■ Exercise
The records follow. Filter them to the lines that hold "usize".
----- The data -----
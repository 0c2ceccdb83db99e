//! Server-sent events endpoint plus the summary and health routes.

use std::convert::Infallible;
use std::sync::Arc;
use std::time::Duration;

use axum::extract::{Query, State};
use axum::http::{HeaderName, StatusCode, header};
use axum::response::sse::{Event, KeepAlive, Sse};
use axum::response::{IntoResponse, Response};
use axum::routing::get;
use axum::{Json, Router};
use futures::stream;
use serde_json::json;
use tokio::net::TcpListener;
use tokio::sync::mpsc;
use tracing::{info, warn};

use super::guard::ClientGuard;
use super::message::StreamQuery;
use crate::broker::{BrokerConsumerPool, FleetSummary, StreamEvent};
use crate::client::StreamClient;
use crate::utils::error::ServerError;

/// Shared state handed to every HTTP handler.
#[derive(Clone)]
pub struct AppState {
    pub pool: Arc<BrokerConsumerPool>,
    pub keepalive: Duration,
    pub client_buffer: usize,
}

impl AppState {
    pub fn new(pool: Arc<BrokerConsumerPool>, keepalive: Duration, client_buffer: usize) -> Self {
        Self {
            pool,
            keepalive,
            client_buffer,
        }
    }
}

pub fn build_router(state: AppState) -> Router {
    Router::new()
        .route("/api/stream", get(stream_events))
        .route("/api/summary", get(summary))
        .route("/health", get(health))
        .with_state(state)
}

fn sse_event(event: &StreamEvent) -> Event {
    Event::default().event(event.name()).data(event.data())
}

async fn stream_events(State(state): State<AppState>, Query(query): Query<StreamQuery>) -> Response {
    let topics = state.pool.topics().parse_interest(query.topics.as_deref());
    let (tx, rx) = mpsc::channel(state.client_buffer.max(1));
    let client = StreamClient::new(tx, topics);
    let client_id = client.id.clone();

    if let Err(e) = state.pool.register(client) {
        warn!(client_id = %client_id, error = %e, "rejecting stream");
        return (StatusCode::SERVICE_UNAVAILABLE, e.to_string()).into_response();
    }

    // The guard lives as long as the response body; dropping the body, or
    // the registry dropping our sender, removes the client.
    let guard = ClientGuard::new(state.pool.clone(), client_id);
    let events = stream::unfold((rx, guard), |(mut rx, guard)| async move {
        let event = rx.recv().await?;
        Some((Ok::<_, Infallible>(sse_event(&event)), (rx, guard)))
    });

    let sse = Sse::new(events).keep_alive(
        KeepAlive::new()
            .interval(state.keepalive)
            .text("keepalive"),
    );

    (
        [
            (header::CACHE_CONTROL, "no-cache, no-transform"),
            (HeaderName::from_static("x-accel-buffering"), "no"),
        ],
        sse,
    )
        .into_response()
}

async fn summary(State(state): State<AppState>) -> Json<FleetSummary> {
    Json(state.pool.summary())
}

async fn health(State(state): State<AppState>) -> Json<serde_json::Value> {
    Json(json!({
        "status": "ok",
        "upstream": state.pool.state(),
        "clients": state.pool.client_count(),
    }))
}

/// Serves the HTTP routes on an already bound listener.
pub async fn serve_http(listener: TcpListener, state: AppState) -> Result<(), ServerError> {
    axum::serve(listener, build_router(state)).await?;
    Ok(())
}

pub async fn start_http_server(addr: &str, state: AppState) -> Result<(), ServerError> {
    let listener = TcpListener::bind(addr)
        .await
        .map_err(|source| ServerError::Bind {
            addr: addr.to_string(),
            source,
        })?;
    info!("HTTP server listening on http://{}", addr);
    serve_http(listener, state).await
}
-----
■ Solution to this problem
    pub client_buffer: usize,
    pub fn new(pool: Arc<BrokerConsumerPool>, keepalive: Duration, client_buffer: usize) -> Self {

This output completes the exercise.